What you have to do:
Word by word and line by line, write out all of the records.

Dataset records
use serde::{Deserialize, Serialize};
use skein_stats::PrimitiveModel;
use thiserror::Error;

use crate::Column;

/// Checks of a column's internal bookkeeping
#[derive(Serialize, Deserialize, Clone, Copy, Debug, PartialEq, Eq)]
pub struct ColumnDiagnostics {
    /// Every category should hold at least one observation
    no_empty_categories: bool,
    /// The ledger's count for each category should equal that category's
    /// number of observations
    ledger_agrees_with_categories: bool,
    /// The ledger should record as many occurrences as there are
    /// observations
    ledger_total_is_n: bool,
    /// The ledger should only name categories the column holds
    ledger_categories_exist: bool,
    /// In CrossCat mode, there should be one data entry per observation
    data_len_is_n: bool,
}

#[derive(Clone, Copy, Debug, Error, PartialEq, Eq)]
pub enum ColumnDiagnosticsError {
    #[error("One or more categories is empty")]
    EmptyCategory,
    #[error("The ledger counts disagree with the category counts")]
    LedgerCategoryMismatch,
    #[error("The ledger total does not equal the number of observations")]
    LedgerTotalMismatch,
    #[error("The ledger names a category the column does not have")]
    LedgerUnknownCategory,
    #[error("The row data does not match the number of observations")]
    DataLengthMismatch,
}

impl ColumnDiagnostics {
    pub fn new(column: &Column) -> Self {
        let counts = column.category_counts();
        let ledger = column.assignments();
        let ledger_totals = ledger.category_totals();
        let n = column.n();

        ColumnDiagnostics {
            no_empty_categories: {
                column.categories().values().all(|model| model.n() > 0)
            },
            ledger_agrees_with_categories: {
                counts.iter().all(|(id, &ct)| {
                    ledger_totals.get(id).copied().unwrap_or(0) == ct
                })
            },
            ledger_total_is_n: ledger.total() == n,
            ledger_categories_exist: {
                ledger_totals.keys().all(|id| counts.contains_key(id))
            },
            data_len_is_n: column.data().map_or(true, |data| data.len() == n),
        }
    }

    /// `true` if none of diagnostics was violated
    pub fn is_valid(&self) -> bool {
        self.no_empty_categories
            && self.ledger_agrees_with_categories
            && self.ledger_total_is_n
            && self.ledger_categories_exist
            && self.data_len_is_n
    }

    /// The first violated diagnostic, if any
    pub fn validate(&self) -> Result<(), ColumnDiagnosticsError> {
        if !self.no_empty_categories {
            Err(ColumnDiagnosticsError::EmptyCategory)
        } else if !self.ledger_agrees_with_categories {
            Err(ColumnDiagnosticsError::LedgerCategoryMismatch)
        } else if !self.ledger_total_is_n {
            Err(ColumnDiagnosticsError::LedgerTotalMismatch)
        } else if !self.ledger_categories_exist {
            Err(ColumnDiagnosticsError::LedgerUnknownCategory)
        } else if !self.data_len_is_n {
            Err(ColumnDiagnosticsError::DataLengthMismatch)
        } else {
            Ok(())
        }
    }
}
use skein_data::Datum;
use serde::{Deserialize, Serialize};
use std::convert::TryFrom;

/// Statistical type of a variable. Selects the primitive model backing every
/// category of a column.
#[derive(Serialize, Deserialize, Debug, Clone, Copy, Eq, PartialEq, Hash)]
#[serde(rename_all = "snake_case")]
pub enum StatType {
    Bernoulli,
    Categorical,
    Gaussian,
    Count,
}

impl std::fmt::Display for StatType {
    fn fmt(&self, f: &mut std::fmt::Formatter<'_>) -> std::fmt::Result {
        match self {
            Self::Bernoulli => write!(f, "Bernoulli"),
            Self::Categorical => write!(f, "Categorical"),
            Self::Gaussian => write!(f, "Gaussian"),
            Self::Count => write!(f, "Count"),
        }
    }
}

impl std::str::FromStr for StatType {
    type Err = String;

    fn from_str(s: &str) -> Result<Self, Self::Err> {
        match s.to_lowercase().as_str() {
            "bernoulli" => Ok(StatType::Bernoulli),
            "categorical" => Ok(StatType::Categorical),
            "gaussian" => Ok(StatType::Gaussian),
            "count" => Ok(StatType::Count),
            invalid => Err(format!("Invalid stattype: '{invalid}'")),
        }
    }
}

impl TryFrom<&Datum> for StatType {
    type Error = ();

    fn try_from(datum: &Datum) -> Result<Self, Self::Error> {
        match datum {
            Datum::Binary(_) => Ok(StatType::Bernoulli),
            Datum::Categorical(_) => Ok(StatType::Categorical),
            Datum::Continuous(_) => Ok(StatType::Gaussian),
            Datum::Count(_) => Ok(StatType::Count),
            Datum::Missing => Err(()),
        }
    }
}

impl StatType {
    /// Whether values of this type live in a finite domain
    pub fn is_discrete_finite(self) -> bool {
        matches!(self, StatType::Bernoulli | StatType::Categorical)
    }

    /// Whether `datum` can be handed to a model of this stattype. A missing
    /// datum is always compatible.
    pub fn datum_compatible(self, datum: &Datum) -> bool {
        StatType::try_from(datum)
            .map(|stattype| stattype == self)
            .unwrap_or(true)
    }
}

#[cfg(test)]
mod tests {
    use super::*;

    #[test]
    fn datum_compatibility() {
        assert!(StatType::Bernoulli.datum_compatible(&Datum::Binary(true)));
        assert!(StatType::Gaussian.datum_compatible(&Datum::Continuous(0.1)));
        assert!(StatType::Count.datum_compatible(&Datum::Missing));
        assert!(!StatType::Categorical.datum_compatible(&Datum::Count(1)));
        assert!(!StatType::Bernoulli.datum_compatible(&Datum::Categorical(1)));
    }

    #[test]
    fn parse_is_case_insensitive() {
        assert_eq!("Gaussian".parse::<StatType>(), Ok(StatType::Gaussian));
        assert_eq!("bernoulli".parse::<StatType>(), Ok(StatType::Bernoulli));
        assert!("poisson".parse::<StatType>().is_err());
    }

    #[test]
    fn serde_snake_case() {
        let s = serde_json::to_string(&StatType::Categorical).unwrap();
        assert_eq!(s, "\"categorical\"");
    }
}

Response to the task:
use serde::{Deserialize, Serialize};
use skein_stats::PrimitiveModel;
use thiserror::Error;

use crate::Column;

/// Checks of a column's internal bookkeeping
#[derive(Serialize, Deserialize, Clone, Copy, Debug, PartialEq, Eq)]
pub struct ColumnDiagnostics {
    /// Every category should hold at least one observation
    no_empty_categories: bool,
    /// The ledger's count for each category should equal that category's
    /// number of observations
    ledger_agrees_with_categories: bool,
    /// The ledger should record as many occurrences as there are
    /// observations
    ledger_total_is_n: bool,
    /// The ledger should only name categories the column holds
    ledger_categories_exist: bool,
    /// In CrossCat mode, there should be one data entry per observation
    data_len_is_n: bool,
}

#[derive(Clone, Copy, Debug, Error, PartialEq, Eq)]
pub enum ColumnDiagnosticsError {
    #[error("One or more categories is empty")]
    EmptyCategory,
    #[error("The ledger counts disagree with the category counts")]
    LedgerCategoryMismatch,
    #[error("The ledger total does not equal the number of observations")]
    LedgerTotalMismatch,
    #[error("The ledger names a category the column does not have")]
    LedgerUnknownCategory,
    #[error("The row data does not match the number of observations")]
    DataLengthMismatch,
}

impl ColumnDiagnostics {
    pub fn new(column: &Column) -> Self {
        let counts = column.category_counts();
        let ledger = column.assignments();
        let ledger_totals = ledger.category_totals();
        let n = column.n();

        ColumnDiagnostics {
            no_empty_categories: {
                column.categories().values().all(|model| model.n() > 0)
            },
            ledger_agrees_with_categories: {
                counts.iter().all(|(id, &ct)| {
                    ledger_totals.get(id).copied().unwrap_or(0) == ct
                })
            },
            ledger_total_is_n: ledger.total() == n,
            ledger_categories_exist: {
                ledger_totals.keys().all(|id| counts.contains_key(id))
            },
            data_len_is_n: column.data().map_or(true, |data| data.len() == n),
        }
    }

    /// `true` if none of diagnostics was violated
    pub fn is_valid(&self) -> bool {
        self.no_empty_categories
            && self.ledger_agrees_with_categories
            && self.ledger_total_is_n
            && self.ledger_categories_exist
            && self.data_len_is_n
    }

    /// The first violated diagnostic, if any
    pub fn validate(&self) -> Result<(), ColumnDiagnosticsError> {
        if !self.no_empty_categories {
            Err(ColumnDiagnosticsError::EmptyCategory)
        } else if !self.ledger_agrees_with_categories {
            Err(ColumnDiagnosticsError::LedgerCategoryMismatch)
        } else if !self.ledger_total_is_n {
            Err(ColumnDiagnosticsError::LedgerTotalMismatch)
        } else if !self.ledger_categories_exist {
            Err(ColumnDiagnosticsError::LedgerUnknownCategory)
        } else if !self.data_len_is_n {
            Err(ColumnDiagnosticsError::DataLengthMismatch)
        } else {
            Ok(())
        }
    }
}
use skein_data::Datum;
use serde::{Deserialize, Serialize};
use std::convert::TryFrom;

/// Statistical type of a variable. Selects the primitive model backing every
/// category of a column.
#[derive(Serialize, Deserialize, Debug, Clone, Copy, Eq, PartialEq, Hash)]
#[serde(rename_all = "snake_case")]
pub enum StatType {
    Bernoulli,
    Categorical,
    Gaussian,
    Count,
}

impl std::fmt::Display for StatType {
    fn fmt(&self, f: &mut std::fmt::Formatter<'_>) -> std::fmt::Result {
        match self {
            Self::Bernoulli => write!(f, "Bernoulli"),
            Self::Categorical => write!(f, "Categorical"),
            Self::Gaussian => write!(f, "Gaussian"),
            Self::Count => write!(f, "Count"),
        }
    }
}

impl std::str::FromStr for StatType {
    type Err = String;

    fn from_str(s: &str) -> Result<Self, Self::Err> {
        match s.to_lowercase().as_str() {
            "bernoulli" => Ok(StatType::Bernoulli),
            "categorical" => Ok(StatType::Categorical),
            "gaussian" => Ok(StatType::Gaussian),
            "count" => Ok(StatType::Count),
            invalid => Err(format!("Invalid stattype: '{invalid}'")),
        }
    }
}

impl TryFrom<&Datum> for StatType {
    type Error = ();

    fn try_from(datum: &Datum) -> Result<Self, Self::Error> {
        match datum {
            Datum::Binary(_) => Ok(StatType::Bernoulli),
            Datum::Categorical(_) => Ok(StatType::Categorical),
            Datum::Continuous(_) => Ok(StatType::Gaussian),
            Datum::Count(_) => Ok(StatType::Count),
            Datum::Missing => Err(()),
        }
    }
}

impl StatType {
    /// Whether values of this type live in a finite domain
    pub fn is_discrete_finite(self) -> bool {
        matches!(self, StatType::Bernoulli | StatType::Categorical)
    }

    /// Whether `datum` can be handed to a model of this stattype. A missing
    /// datum is always compatible.
    pub fn datum_compatible(self, datum: &Datum) -> bool {
        StatType::try_from(datum)
            .map(|stattype| stattype == self)
            .unwrap_or(true)
    }
}

#[cfg(test)]
mod tests {
    use super::*;

    #[test]
    fn datum_compatibility() {
        assert!(StatType::Bernoulli.datum_compatible(&Datum::Binary(true)));
        assert!(StatType::Gaussian.datum_compatible(&Datum::Continuous(0.1)));
        assert!(StatType::Count.datum_compatible(&Datum::Missing));
        assert!(!StatType::Categorical.datum_compatible(&Datum::Count(1)));
        assert!(!StatType::Bernoulli.datum_compatible(&Datum::Categorical(1)));
    }

    #[test]
    fn parse_is_case_insensitive() {
        assert_eq!("Gaussian".parse::<StatType>(), Ok(StatType::Gaussian));
        assert_eq!("bernoulli".parse::<StatType>(), Ok(StatType::Bernoulli));
        assert!("poisson".parse::<StatType>().is_err());
    }

    #[test]
    fn serde_snake_case() {
        let s = serde_json::to_string(&StatType::Categorical).unwrap();
        assert_eq!(s, "\"categorical\"");
    }
}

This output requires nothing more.